Among the records below, find each line bearing the word "UserRow" and copy it.

**Saved data entries:**
+++

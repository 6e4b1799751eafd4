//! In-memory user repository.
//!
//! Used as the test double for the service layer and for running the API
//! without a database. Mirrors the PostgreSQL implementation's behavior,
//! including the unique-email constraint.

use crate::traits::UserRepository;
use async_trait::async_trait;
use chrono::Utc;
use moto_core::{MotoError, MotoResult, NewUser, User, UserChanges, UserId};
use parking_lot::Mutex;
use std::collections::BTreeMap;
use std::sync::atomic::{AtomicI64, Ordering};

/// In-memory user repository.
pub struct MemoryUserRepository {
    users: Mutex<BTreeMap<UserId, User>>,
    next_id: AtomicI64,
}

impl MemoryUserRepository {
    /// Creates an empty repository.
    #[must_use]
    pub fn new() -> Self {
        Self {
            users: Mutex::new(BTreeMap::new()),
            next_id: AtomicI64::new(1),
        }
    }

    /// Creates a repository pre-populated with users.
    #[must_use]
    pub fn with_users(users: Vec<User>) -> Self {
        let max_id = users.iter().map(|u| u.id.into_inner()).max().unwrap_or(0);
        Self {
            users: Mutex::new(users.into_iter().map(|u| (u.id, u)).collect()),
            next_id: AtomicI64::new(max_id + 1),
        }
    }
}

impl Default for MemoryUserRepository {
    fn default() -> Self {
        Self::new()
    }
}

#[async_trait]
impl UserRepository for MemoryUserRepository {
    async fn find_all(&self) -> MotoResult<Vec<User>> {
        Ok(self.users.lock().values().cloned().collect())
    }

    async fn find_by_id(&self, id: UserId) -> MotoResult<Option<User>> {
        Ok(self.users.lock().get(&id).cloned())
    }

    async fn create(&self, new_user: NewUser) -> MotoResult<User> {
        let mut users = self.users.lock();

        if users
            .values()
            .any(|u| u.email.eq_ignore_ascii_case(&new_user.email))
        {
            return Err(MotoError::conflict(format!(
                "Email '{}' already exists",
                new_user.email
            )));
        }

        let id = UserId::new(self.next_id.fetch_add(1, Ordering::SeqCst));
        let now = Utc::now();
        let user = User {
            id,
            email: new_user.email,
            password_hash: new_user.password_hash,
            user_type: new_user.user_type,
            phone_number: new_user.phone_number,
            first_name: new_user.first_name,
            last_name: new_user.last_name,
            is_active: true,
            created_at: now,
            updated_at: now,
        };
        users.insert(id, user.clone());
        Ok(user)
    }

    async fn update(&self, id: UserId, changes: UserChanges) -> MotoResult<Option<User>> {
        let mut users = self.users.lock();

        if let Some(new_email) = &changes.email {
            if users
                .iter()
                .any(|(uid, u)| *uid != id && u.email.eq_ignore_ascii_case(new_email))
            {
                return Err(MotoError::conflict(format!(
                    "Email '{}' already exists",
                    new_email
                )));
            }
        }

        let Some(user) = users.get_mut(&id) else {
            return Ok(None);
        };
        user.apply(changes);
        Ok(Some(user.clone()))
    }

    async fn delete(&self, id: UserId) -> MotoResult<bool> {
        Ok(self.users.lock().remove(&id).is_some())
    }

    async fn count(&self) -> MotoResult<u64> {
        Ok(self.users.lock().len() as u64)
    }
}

+++

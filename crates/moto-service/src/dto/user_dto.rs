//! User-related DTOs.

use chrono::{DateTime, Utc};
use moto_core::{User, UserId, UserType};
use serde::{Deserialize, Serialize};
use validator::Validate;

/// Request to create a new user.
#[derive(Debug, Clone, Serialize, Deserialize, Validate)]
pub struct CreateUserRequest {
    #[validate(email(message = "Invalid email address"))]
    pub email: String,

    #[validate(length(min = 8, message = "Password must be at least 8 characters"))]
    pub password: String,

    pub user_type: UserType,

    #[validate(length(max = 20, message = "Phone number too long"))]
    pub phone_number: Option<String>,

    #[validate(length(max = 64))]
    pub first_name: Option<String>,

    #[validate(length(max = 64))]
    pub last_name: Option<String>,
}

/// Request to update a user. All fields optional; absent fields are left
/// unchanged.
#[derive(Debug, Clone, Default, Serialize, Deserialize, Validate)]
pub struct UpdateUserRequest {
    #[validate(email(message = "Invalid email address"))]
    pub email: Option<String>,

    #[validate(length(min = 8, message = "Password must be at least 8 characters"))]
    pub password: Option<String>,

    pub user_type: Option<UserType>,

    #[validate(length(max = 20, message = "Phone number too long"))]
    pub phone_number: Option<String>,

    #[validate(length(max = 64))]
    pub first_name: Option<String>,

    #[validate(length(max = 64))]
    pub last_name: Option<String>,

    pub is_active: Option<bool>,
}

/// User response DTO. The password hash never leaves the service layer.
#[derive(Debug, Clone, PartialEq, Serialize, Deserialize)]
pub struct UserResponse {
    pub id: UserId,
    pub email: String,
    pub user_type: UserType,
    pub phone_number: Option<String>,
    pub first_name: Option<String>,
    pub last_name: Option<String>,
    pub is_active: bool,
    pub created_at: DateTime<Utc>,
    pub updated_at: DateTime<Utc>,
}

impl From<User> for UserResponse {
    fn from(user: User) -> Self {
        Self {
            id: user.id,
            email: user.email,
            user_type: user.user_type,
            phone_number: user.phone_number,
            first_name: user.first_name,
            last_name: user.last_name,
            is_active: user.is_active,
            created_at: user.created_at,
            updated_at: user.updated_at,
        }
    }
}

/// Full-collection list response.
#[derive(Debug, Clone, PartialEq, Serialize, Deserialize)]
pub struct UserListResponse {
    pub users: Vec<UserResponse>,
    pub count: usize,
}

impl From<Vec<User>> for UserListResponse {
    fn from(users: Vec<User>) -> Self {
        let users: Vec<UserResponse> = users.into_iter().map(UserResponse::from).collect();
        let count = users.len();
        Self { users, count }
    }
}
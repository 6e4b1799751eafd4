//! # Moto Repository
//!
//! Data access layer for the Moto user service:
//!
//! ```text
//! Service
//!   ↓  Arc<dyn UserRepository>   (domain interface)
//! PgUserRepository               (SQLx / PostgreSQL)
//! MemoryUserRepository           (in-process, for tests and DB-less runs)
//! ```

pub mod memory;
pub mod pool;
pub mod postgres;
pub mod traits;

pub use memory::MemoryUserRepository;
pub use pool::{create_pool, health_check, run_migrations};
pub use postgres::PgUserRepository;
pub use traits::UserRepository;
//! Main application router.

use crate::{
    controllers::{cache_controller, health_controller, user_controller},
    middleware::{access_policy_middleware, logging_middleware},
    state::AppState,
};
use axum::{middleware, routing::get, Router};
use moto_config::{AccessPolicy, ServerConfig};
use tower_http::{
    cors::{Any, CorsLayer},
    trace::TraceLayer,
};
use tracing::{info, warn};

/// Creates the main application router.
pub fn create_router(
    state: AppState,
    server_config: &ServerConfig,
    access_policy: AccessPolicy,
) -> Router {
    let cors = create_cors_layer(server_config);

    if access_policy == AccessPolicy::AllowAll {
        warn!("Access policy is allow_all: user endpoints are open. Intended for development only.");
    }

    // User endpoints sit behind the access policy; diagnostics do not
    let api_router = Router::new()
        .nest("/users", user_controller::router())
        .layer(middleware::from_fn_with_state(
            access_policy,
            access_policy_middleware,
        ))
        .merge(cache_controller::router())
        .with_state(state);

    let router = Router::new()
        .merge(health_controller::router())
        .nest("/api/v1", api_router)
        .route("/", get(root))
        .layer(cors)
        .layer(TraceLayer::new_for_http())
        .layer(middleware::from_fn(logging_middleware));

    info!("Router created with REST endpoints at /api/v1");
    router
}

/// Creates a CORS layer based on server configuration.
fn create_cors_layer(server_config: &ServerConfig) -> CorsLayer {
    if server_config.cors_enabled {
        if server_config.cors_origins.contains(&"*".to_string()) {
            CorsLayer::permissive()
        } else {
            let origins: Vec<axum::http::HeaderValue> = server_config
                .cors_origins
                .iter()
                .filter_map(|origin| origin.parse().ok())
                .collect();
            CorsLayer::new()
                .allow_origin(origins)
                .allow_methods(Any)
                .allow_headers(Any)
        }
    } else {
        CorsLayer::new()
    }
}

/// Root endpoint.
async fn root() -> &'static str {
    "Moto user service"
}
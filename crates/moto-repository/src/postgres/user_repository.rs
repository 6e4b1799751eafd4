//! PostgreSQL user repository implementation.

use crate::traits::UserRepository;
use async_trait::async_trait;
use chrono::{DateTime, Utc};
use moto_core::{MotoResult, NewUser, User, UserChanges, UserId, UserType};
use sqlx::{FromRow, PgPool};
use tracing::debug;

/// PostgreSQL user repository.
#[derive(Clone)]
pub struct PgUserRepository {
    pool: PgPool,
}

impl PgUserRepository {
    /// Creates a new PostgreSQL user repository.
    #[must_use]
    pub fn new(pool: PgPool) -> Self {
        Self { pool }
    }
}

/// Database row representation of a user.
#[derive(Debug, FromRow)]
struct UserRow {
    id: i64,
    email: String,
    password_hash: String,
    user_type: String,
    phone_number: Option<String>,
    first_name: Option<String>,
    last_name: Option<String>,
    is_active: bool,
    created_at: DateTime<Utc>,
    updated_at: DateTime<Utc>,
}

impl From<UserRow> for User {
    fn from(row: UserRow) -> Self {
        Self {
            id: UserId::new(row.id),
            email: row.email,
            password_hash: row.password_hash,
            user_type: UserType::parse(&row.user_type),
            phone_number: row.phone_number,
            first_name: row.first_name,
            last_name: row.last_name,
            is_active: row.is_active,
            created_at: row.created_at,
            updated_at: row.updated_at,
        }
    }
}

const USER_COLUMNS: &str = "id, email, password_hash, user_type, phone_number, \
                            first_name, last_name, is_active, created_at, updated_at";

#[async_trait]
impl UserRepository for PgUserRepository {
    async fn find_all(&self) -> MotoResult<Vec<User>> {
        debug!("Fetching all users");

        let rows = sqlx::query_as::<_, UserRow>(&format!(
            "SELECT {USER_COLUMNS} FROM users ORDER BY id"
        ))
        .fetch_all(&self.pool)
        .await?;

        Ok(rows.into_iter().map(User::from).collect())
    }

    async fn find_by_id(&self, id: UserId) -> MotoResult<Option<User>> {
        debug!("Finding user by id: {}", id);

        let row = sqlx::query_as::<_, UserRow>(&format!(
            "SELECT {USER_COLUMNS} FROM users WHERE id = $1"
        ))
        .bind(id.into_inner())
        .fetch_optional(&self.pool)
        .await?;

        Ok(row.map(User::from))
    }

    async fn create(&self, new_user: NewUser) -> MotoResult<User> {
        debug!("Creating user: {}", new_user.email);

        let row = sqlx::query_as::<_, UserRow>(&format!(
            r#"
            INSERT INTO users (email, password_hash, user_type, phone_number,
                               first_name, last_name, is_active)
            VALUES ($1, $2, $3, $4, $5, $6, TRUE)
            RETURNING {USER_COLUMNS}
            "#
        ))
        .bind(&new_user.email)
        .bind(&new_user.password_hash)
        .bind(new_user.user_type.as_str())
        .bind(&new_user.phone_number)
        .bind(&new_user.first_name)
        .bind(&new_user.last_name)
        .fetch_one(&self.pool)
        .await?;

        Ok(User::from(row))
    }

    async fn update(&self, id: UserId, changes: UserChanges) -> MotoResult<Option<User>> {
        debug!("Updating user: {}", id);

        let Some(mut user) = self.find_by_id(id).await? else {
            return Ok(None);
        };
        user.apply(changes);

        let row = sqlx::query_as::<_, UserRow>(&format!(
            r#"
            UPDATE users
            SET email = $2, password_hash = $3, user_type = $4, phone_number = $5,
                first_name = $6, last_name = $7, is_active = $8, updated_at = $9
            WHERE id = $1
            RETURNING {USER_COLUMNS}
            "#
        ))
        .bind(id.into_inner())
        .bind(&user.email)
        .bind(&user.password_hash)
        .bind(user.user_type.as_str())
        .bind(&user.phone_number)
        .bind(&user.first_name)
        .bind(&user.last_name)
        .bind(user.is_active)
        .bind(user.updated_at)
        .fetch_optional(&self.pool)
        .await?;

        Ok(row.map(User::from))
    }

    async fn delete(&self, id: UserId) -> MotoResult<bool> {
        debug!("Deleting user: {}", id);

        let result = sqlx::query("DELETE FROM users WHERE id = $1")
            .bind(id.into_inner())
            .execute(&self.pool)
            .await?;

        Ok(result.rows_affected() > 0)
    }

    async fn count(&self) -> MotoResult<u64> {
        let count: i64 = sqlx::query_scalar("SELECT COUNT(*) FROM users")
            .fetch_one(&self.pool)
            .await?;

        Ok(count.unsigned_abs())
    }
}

+++

**Response:**
struct UserRow {
impl From<UserRow> for User {
    fn from(row: UserRow) -> Self {
        let rows = sqlx::query_as::<_, UserRow>(&format!(
        let row = sqlx::query_as::<_, UserRow>(&format!(
        let row = sqlx::query_as::<_, UserRow>(&format!(
        let row = sqlx::query_as::<_, UserRow>(&format!(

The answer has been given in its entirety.